The defendant assured the plaintiff that the hops had not been treated with sulphur but as it turned out they were. The defendant argued that the representation was not a term in the contract but the courts determined otherwise because the plaintiff had emphasized the importance of the term, prior to concluding or formalizing the agreement.
Under normal circumstances the more time that has lapsed between the representation and the conclusion or the formalization of the agreement, the higher the probability that the term would not be regarded as part of the contract.
In Routledge v McKay (1954) the plaintiff acquired a motorcycle and a sidecar from the defendant. According to the supporting documents, the motorcycle was listed as a 1942 model which was exactly what the defendant told the plaintiff it was, prior to the purchase.
It later turned out that the motorcycle was a 1936 model and the plaintiff brought an action against the defendant. The purchase however was not made at the time of the negotiations but a few days later, after the terms had been communicated during which time the plaintiff could have made further checks or made further enquiries if he so desired.
It was held that the statement as to the model of the motorcycle was not a term in the contract but a mere representation, especially so, because there was no mention of the model in the written agreement which followed the verbal representation. If the term was crucial it only stands to reason that the parties would have incorporated it into the written agreement that followed.
If the defendant however professes to have specialized knowledge or claims to be an expert in the field than the courts will be more willing to deem that any oral representation he or she has made to be a term of the contract.
In Dick Bentley Productions Ltd v Harold Smith (Motors) Ltd (1965) the plaintiffs were looking for a Bentley car and had certain criteria that they based their selection upon. The defendant a car dealer who was an expert on Bentley cars sold them a car based on the criteria that the plaintiffs had set. It later turned out that the car in question did not fit the criteria the plaintiffs had set and the plaintiffs sued. The courts held that the oral statements were indeed a part of the contract and the plaintiffs were successful in their claim.
In Oscar Chess v Williams (1957) however, the defendant had sold a car to the plaintiffs based on the model that was stated in the vehicle’s registration book. The car was in fact an older model and the market value of the car was much less to what the plaintiffs had paid. The plaintiffs sued for the difference but their claim failed because the defendant was not an expert on cars and he in good faith had sold them the car based on the details in the registration book which presumably had been altered by the previous owners.

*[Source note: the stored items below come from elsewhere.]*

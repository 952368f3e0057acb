//! Test helpers: build AppState and router for integration tests.
//!
//! Run from workspace root: `cargo test -p parcel-api --test uploads_test` or
//! `cargo test -p parcel-api`. Uses the in-memory record store and local storage, so no
//! external services are needed.
#![allow(dead_code)]

use axum_test::TestServer;
use chrono::Utc;
use parcel_api::constants;
use parcel_api::setup::routes;
use parcel_api::state::AppState;
use parcel_core::{Config, UploadValidator};
use parcel_services::{
    InMemoryUploadStore, LifecycleSettings, LocalStorage, ManualClock, UploadLifecycle,
};
use std::collections::HashMap;
use std::path::Path;
use std::sync::Arc;
use tempfile::TempDir;

pub const TEST_USER: &str = "user-1";
pub const OTHER_USER: &str = "user-2";

/// API path prefix for tests (e.g. `/api/v1`).
pub fn api_path(path: &str) -> String {
    format!("{}{}", constants::API_PREFIX, path)
}

/// Test application: server, clock, and owned resources.
pub struct TestApp {
    pub server: TestServer,
    pub clock: Arc<ManualClock>,
    pub store: InMemoryUploadStore,
    pub _temp_dir: TempDir,
}

impl TestApp {
    pub fn client(&self) -> &TestServer {
        &self.server
    }

    pub fn storage_root(&self) -> &Path {
        self._temp_dir.path()
    }

    /// Simulate the client's direct PUT by writing the object where local storage expects it
    pub async fn put_object(&self, storage_key: &str) {
        let path = self.storage_root().join(storage_key);
        if let Some(parent) = path.parent() {
            tokio::fs::create_dir_all(parent).await.unwrap();
        }
        tokio::fs::write(&path, b"%PDF-1.7").await.unwrap();
    }
}

fn test_config(temp_dir: &TempDir, verify_on_confirm: bool) -> Config {
    let mut vars = HashMap::new();
    vars.insert("ENVIRONMENT", "test".to_string());
    vars.insert("RECORD_STORE", "memory".to_string());
    vars.insert("STORAGE_BACKEND", "local".to_string());
    vars.insert(
        "LOCAL_STORAGE_PATH",
        temp_dir.path().to_string_lossy().to_string(),
    );
    vars.insert(
        "LOCAL_STORAGE_BASE_URL",
        "http://localhost:4000/files".to_string(),
    );
    vars.insert("VERIFY_UPLOAD_ON_CONFIRM", verify_on_confirm.to_string());
    vars.insert("EXPIRY_SWEEP_INTERVAL_SECS", "0".to_string());

    let config = Config::from_lookup(|key| vars.get(key).cloned()).unwrap();
    config.validate().unwrap();
    config
}

/// Setup test app that checks storage on confirm.
pub async fn setup_test_app() -> TestApp {
    setup_test_app_with(true).await
}

/// Setup test app with an isolated store, local storage on a temp dir, and a manual clock.
pub async fn setup_test_app_with(verify_on_confirm: bool) -> TestApp {
    let temp_dir = TempDir::new().unwrap();
    let config = test_config(&temp_dir, verify_on_confirm);

    let storage = Arc::new(
        LocalStorage::new(temp_dir.path(), "http://localhost:4000/files".to_string())
            .await
            .unwrap(),
    );
    let store = InMemoryUploadStore::new();
    let clock = Arc::new(ManualClock::new(Utc::now()));

    let lifecycle = Arc::new(UploadLifecycle::with_clock(
        UploadValidator::new(&config.upload_policy),
        Arc::new(store.clone()),
        storage.clone(),
        LifecycleSettings::from_config(&config),
        clock.clone(),
    ));

    let state = Arc::new(AppState { lifecycle, storage });

    let app = routes::setup_routes(&config, state).unwrap();
    let server =
        TestServer::new(app.into_make_service()).expect("Failed to create test server");

    TestApp {
        server,
        clock,
        store,
        _temp_dir: temp_dir,
    }
}
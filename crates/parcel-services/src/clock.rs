use chrono::{DateTime, Duration, SubsecRound, Utc};
use std::sync::Mutex;

/// Source of the current time for lifecycle decisions
pub trait Clock: Send + Sync {
    fn now(&self) -> DateTime<Utc>;
}

/// Wall clock, truncated to microseconds so values survive a PostgreSQL round trip unchanged
#[derive(Debug, Clone, Copy, Default)]
pub struct SystemClock;

impl Clock for SystemClock {
    fn now(&self) -> DateTime<Utc> {
        Utc::now().trunc_subsecs(6)
    }
}

/// Clock that only moves when told to. Used by tests.
#[derive(Debug)]
pub struct ManualClock {
    now: Mutex<DateTime<Utc>>,
}

impl ManualClock {
    pub fn new(start: DateTime<Utc>) -> Self {
        Self {
            now: Mutex::new(start.trunc_subsecs(6)),
        }
    }

    pub fn advance(&self, by: Duration) {
        let mut now = self.now.lock().unwrap_or_else(|poisoned| poisoned.into_inner());
        *now += by;
    }

    pub fn set(&self, to: DateTime<Utc>) {
        let mut now = self.now.lock().unwrap_or_else(|poisoned| poisoned.into_inner());
        *now = to.trunc_subsecs(6);
    }
}

impl Clock for ManualClock {
    fn now(&self) -> DateTime<Utc> {
        *self.now.lock().unwrap_or_else(|poisoned| poisoned.into_inner())
    }
}

#[cfg(test)]
mod tests {
    use super::*;

    #[test]
    fn test_manual_clock_moves_only_when_advanced() {
        let start = Utc::now();
        let clock = ManualClock::new(start);
        let first = clock.now();
        assert_eq!(clock.now(), first);

        clock.advance(Duration::seconds(301));
        assert_eq!(clock.now() - first, Duration::seconds(301));
    }

    #[test]
    fn test_system_clock_has_microsecond_precision() {
        let now = SystemClock.now();
        assert_eq!(now.timestamp_subsec_nanos() % 1_000, 0);
    }
}
use chrono::{DateTime, Utc};
use parcel_core::models::{UploadMetadata, UploadStatus};
use parcel_core::AppError;
use sqlx::PgPool;
use uuid::Uuid;

use crate::store::{ConditionalUpdate, UploadRecordStore};

const SELECT_COLUMNS: &str = r#"
    file_id, user_id, file_name, file_size_bytes, storage_key, status,
    content_type, created_at, updated_at, expires_at
"#;

/// PostgreSQL-backed upload record store
#[derive(Clone)]
pub struct FileUploadRepository {
    pool: PgPool,
}

impl FileUploadRepository {
    pub fn new(pool: PgPool) -> Self {
        Self { pool }
    }
}

/// Row shape of `file_uploads`; status is stored as text
#[derive(Debug, sqlx::FromRow)]
struct FileUploadRow {
    file_id: Uuid,
    user_id: String,
    file_name: String,
    file_size_bytes: i64,
    storage_key: String,
    status: String,
    content_type: String,
    created_at: DateTime<Utc>,
    updated_at: DateTime<Utc>,
    expires_at: DateTime<Utc>,
}

impl FileUploadRow {
    fn into_domain(self) -> Result<UploadMetadata, AppError> {
        let status = self.status.parse::<UploadStatus>().map_err(|e| {
            AppError::Internal(format!("Corrupt status for upload {}: {}", self.file_id, e))
        })?;

        Ok(UploadMetadata {
            file_id: self.file_id,
            user_id: self.user_id,
            file_name: self.file_name,
            file_size_bytes: self.file_size_bytes,
            storage_key: self.storage_key,
            status,
            content_type: self.content_type,
            created_at: self.created_at,
            updated_at: self.updated_at,
            expires_at: self.expires_at,
        })
    }
}

#[async_trait::async_trait]
impl UploadRecordStore for FileUploadRepository {
    #[tracing::instrument(skip(self, record), fields(db.table = "file_uploads", db.operation = "insert", db.record_id = %record.file_id))]
    async fn put(&self, record: &UploadMetadata) -> Result<(), AppError> {
        sqlx::query(
            r#"
            INSERT INTO file_uploads (
                file_id, user_id, file_name, file_size_bytes, storage_key, status,
                content_type, created_at, updated_at, expires_at
            )
            VALUES ($1, $2, $3, $4, $5, $6, $7, $8, $9, $10)
            "#,
        )
        .bind(record.file_id)
        .bind(&record.user_id)
        .bind(&record.file_name)
        .bind(record.file_size_bytes)
        .bind(&record.storage_key)
        .bind(record.status.as_str())
        .bind(&record.content_type)
        .bind(record.created_at)
        .bind(record.updated_at)
        .bind(record.expires_at)
        .execute(&self.pool)
        .await?;

        Ok(())
    }

    #[tracing::instrument(skip(self), fields(db.table = "file_uploads", db.operation = "select", db.record_id = %file_id))]
    async fn get(&self, file_id: Uuid) -> Result<Option<UploadMetadata>, AppError> {
        let query = format!("SELECT {} FROM file_uploads WHERE file_id = $1", SELECT_COLUMNS);
        let row = sqlx::query_as::<_, FileUploadRow>(&query)
            .bind(file_id)
            .fetch_optional(&self.pool)
            .await?;

        row.map(FileUploadRow::into_domain).transpose()
    }

    #[tracing::instrument(skip(self), fields(db.table = "file_uploads", db.operation = "update", db.record_id = %file_id))]
    async fn conditional_update_status(
        &self,
        file_id: Uuid,
        from: UploadStatus,
        to: UploadStatus,
        at: DateTime<Utc>,
    ) -> Result<ConditionalUpdate, AppError> {
        let query = format!(
            r#"
            UPDATE file_uploads
            SET status = $3, updated_at = $4
            WHERE file_id = $1 AND status = $2
            RETURNING {}
            "#,
            SELECT_COLUMNS
        );
        let row = sqlx::query_as::<_, FileUploadRow>(&query)
            .bind(file_id)
            .bind(from.as_str())
            .bind(to.as_str())
            .bind(at)
            .fetch_optional(&self.pool)
            .await?;

        match row {
            Some(row) => Ok(ConditionalUpdate::Applied(row.into_domain()?)),
            None => Ok(ConditionalUpdate::ConditionFailed),
        }
    }

    #[tracing::instrument(skip(self), fields(db.table = "file_uploads", db.operation = "select"))]
    async fn scan_by_status_and_expiry(
        &self,
        status: UploadStatus,
        before: DateTime<Utc>,
        limit: i64,
    ) -> Result<Vec<UploadMetadata>, AppError> {
        let query = format!(
            r#"
            SELECT {}
            FROM file_uploads
            WHERE status = $1 AND expires_at <= $2
            ORDER BY expires_at ASC
            LIMIT $3
            "#,
            SELECT_COLUMNS
        );
        let rows = sqlx::query_as::<_, FileUploadRow>(&query)
            .bind(status.as_str())
            .bind(before)
            .bind(limit)
            .fetch_all(&self.pool)
            .await?;

        rows.into_iter().map(FileUploadRow::into_domain).collect()
    }

    #[tracing::instrument(skip(self), fields(db.table = "file_uploads", db.operation = "delete"))]
    async fn purge_terminal_before(&self, before: DateTime<Utc>) -> Result<u64, AppError> {
        let result = sqlx::query(
            r#"
            DELETE FROM file_uploads
            WHERE status <> 'PENDING' AND expires_at <= $1
            "#,
        )
        .bind(before)
        .execute(&self.pool)
        .await?;

        Ok(result.rows_affected())
    }

    async fn health_check(&self) -> Result<(), AppError> {
        sqlx::query("SELECT 1").execute(&self.pool).await?;
        Ok(())
    }
}
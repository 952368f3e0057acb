//! Domain constants shared by the validator, the lifecycle manager, and configuration.
//!
//! These are the reference defaults; every one of them can be overridden through
//! [`crate::Config`] without touching the lifecycle logic.

/// The only content type accepted by default.
pub const CONTENT_TYPE_PDF: &str = "application/pdf";

/// Default maximum upload size (1 MiB).
pub const MAX_FILE_SIZE_BYTES: i64 = 1_048_576;

/// Default lifetime of an upload grant and of the PENDING record it belongs to.
pub const PRESIGNED_URL_TTL_SECONDS: u64 = 300;

/// Longest grant lifetime any backend will sign (S3 presigned URLs stop at 7 days).
pub const MAX_PRESIGNED_URL_TTL_SECONDS: u64 = 7 * 24 * 60 * 60;

/// Prefix under which every upload object is stored.
pub const UPLOAD_KEY_PREFIX: &str = "uploads";

/// Header carrying the caller's user id, set by the upstream gateway.
pub const USER_ID_HEADER: &str = "x-user-id";

/// Longest accepted user id.
pub const MAX_USER_ID_LENGTH: usize = 128;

When the terms of an oral agreement are transferred to a written contract the presumption is that all the terms that have been agreed upon would be condensed into writing and any term that has not been transferred to the written document is deemed to be a mere representation or part of the negotiations prior to entering into the contract and not as a term of the contract.
In Duffy & Ors v. Newcastle United Football Co. Ltd. the club offered its seasonal ticket holders the option to purchase a bond that guaranteed them a designated seat for 10 years. The seats however were subject to a clause in the contract which stipulated that should the seats not be available the club will provide them with the best possible alternative.
Relying on the clause the club later sought to move the seating of some of its supporters in order to expand the stadium. The supporters argued that there were verbal representations made, prior to entering into the contract that guaranteed them the best seats. It was held that the verbal representations did not form part of the contract and that the club was allowed to reallocate the seats if there was good and sufficient reason to do so.
Therefore, where possible it would be easier to incorporate any oral/verbal term(s) made during negotiations into a written agreement and if anything, it is evidence that goes to show that both parties intended the terms to be part of a binding agreement/contract (a contract is a legally binding agreement).
Despite the importance that is attached to the time factor or rather the lapse of it, if the term was of sufficient importance than it would be deemed to be part of the contract. Yet again it depends on the facts.
In Schawel v. Reade (1913) the plaintiff purchased a horse for stud purposes from the defendant. Prior to the purchase the plaintiff was told by the defendant that the horse was sound and that it suffered from no inherent illnesses. So sound in fact, that there wasn’t a need for a veterinary examination. The plaintiff accordingly purchased the horse without having it examined by a vet and it later turned out that the horse suffered from a hereditary disease and was not suitable for stud purposes.
It was held that the oral representation, despite the significant delay, was a term of the contract because the representation was so important that without it the purpose of the contract would be defeated.